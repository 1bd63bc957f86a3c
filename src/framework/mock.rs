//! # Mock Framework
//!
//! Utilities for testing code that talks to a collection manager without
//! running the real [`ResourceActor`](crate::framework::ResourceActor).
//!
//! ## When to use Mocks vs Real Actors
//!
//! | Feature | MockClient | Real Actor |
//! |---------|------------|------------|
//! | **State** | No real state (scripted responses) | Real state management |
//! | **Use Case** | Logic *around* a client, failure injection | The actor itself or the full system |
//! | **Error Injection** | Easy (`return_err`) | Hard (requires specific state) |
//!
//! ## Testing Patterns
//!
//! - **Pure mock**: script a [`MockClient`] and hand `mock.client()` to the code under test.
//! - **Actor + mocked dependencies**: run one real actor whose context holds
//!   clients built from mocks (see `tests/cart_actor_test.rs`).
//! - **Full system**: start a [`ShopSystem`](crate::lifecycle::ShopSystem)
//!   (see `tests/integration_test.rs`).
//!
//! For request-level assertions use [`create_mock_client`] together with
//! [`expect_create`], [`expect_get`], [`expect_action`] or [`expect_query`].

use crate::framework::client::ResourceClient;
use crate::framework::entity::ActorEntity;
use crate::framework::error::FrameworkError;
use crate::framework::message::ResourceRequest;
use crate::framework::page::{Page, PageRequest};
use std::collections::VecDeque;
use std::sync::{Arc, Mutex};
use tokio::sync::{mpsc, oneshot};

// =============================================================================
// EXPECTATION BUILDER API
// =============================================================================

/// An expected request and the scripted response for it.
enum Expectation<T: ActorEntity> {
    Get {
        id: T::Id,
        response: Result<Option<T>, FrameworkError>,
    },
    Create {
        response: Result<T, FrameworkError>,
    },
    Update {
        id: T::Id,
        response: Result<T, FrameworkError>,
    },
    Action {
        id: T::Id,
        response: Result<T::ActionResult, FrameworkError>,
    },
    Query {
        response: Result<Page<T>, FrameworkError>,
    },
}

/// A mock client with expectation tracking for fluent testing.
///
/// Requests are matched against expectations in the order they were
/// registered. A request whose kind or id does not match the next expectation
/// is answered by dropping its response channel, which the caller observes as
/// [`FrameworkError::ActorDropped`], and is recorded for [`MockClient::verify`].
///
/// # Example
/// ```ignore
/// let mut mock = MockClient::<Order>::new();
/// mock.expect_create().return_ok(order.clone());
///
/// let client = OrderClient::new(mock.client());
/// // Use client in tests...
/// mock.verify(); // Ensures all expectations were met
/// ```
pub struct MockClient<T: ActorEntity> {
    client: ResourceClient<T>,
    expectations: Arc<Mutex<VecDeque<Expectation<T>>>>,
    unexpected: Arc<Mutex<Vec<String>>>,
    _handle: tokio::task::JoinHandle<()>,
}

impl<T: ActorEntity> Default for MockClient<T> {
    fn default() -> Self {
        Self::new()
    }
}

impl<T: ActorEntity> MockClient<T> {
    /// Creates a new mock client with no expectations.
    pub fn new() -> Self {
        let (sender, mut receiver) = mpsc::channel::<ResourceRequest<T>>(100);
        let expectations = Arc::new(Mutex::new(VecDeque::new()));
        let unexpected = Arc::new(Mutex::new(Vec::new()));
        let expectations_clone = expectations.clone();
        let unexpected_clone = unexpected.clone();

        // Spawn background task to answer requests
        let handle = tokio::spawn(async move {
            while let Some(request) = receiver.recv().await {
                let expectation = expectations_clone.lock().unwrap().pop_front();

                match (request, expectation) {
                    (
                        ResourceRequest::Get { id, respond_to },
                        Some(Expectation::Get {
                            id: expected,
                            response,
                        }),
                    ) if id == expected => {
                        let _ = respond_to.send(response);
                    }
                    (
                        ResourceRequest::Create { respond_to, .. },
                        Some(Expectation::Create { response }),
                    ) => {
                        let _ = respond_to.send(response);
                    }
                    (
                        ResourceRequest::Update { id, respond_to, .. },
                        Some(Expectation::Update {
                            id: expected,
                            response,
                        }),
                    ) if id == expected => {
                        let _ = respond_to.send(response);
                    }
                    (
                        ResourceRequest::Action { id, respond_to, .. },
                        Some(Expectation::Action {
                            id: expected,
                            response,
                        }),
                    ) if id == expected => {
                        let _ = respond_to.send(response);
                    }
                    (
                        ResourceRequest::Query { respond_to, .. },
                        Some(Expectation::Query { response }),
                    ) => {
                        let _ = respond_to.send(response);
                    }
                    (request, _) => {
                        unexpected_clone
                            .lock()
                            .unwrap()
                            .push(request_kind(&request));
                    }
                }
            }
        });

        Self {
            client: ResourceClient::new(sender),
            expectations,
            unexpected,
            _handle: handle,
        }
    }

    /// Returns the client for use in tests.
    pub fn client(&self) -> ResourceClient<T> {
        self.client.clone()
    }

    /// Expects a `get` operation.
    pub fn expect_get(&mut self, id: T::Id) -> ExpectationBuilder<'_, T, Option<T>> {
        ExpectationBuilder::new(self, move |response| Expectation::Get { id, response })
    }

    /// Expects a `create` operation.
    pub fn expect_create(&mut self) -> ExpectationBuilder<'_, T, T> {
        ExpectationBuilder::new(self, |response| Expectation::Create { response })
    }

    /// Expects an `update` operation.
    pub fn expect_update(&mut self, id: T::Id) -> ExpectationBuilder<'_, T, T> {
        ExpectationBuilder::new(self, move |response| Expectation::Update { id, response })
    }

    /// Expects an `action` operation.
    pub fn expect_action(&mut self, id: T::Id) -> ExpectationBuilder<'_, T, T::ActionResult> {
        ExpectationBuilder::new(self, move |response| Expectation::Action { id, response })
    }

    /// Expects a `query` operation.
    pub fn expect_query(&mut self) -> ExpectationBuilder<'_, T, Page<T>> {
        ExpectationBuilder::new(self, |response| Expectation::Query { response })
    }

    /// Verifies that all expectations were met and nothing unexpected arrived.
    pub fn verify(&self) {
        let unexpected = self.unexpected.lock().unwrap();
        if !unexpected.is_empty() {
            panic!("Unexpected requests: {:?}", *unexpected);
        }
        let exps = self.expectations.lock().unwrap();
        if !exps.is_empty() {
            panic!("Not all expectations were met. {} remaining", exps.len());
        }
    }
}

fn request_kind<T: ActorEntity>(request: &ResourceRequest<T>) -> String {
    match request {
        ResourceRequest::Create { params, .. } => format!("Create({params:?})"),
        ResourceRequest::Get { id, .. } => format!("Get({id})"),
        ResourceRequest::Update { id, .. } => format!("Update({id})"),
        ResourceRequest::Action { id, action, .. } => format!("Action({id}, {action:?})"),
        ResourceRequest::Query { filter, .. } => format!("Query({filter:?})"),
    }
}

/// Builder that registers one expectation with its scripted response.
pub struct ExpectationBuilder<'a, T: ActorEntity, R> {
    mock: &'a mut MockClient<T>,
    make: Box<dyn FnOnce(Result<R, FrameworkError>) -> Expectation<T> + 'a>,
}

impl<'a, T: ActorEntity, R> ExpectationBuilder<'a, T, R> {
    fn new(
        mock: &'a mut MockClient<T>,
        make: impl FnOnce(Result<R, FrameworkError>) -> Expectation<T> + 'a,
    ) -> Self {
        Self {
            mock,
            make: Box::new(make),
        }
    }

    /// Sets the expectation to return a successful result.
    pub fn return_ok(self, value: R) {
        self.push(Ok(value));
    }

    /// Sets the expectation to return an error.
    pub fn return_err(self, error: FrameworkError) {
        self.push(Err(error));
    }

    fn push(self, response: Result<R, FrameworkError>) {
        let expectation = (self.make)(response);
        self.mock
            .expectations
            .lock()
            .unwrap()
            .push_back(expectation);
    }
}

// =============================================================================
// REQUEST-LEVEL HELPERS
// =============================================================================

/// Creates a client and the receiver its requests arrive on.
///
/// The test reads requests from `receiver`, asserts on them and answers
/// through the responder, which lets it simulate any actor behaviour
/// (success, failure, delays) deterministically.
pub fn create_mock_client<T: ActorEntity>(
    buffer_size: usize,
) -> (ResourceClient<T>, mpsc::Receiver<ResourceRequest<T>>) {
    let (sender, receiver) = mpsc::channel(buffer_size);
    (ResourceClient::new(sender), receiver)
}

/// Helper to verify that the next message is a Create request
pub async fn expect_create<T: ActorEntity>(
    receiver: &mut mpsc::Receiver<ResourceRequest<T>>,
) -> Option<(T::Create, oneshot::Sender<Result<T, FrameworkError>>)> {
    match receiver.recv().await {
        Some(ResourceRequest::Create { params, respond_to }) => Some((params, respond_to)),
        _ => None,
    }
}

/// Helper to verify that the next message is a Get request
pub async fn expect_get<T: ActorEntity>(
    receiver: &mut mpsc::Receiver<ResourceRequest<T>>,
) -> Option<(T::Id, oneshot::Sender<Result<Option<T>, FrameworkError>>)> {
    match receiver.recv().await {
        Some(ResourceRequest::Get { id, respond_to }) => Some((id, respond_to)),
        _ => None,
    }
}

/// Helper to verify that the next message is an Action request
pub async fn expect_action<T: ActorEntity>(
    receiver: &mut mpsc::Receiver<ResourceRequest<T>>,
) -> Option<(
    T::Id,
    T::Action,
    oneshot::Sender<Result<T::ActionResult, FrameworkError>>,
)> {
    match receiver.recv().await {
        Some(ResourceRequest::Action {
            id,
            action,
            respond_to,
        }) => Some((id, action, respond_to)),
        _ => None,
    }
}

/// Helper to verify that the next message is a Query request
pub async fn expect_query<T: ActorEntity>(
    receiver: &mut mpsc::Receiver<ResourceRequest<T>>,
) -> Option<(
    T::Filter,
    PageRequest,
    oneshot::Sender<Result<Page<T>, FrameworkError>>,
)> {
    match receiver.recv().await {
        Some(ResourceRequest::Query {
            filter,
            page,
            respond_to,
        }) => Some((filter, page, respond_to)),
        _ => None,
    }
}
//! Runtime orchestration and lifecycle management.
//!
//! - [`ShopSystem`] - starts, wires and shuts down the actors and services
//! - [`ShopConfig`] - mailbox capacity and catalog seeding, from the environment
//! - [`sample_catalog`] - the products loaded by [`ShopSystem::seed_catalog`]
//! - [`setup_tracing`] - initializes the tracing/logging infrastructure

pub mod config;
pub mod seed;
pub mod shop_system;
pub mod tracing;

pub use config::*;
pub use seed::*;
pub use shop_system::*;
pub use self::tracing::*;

* * * * *

- How to complete this task
Lines in the data that include the word "move" should all be copied.

- Result
        let handle = tokio::spawn(async move {
        ExpectationBuilder::new(self, move |response| Expectation::Get { id, response })
        ExpectationBuilder::new(self, move |response| Expectation::Update { id, response })
        ExpectationBuilder::new(self, move |response| Expectation::Action { id, response })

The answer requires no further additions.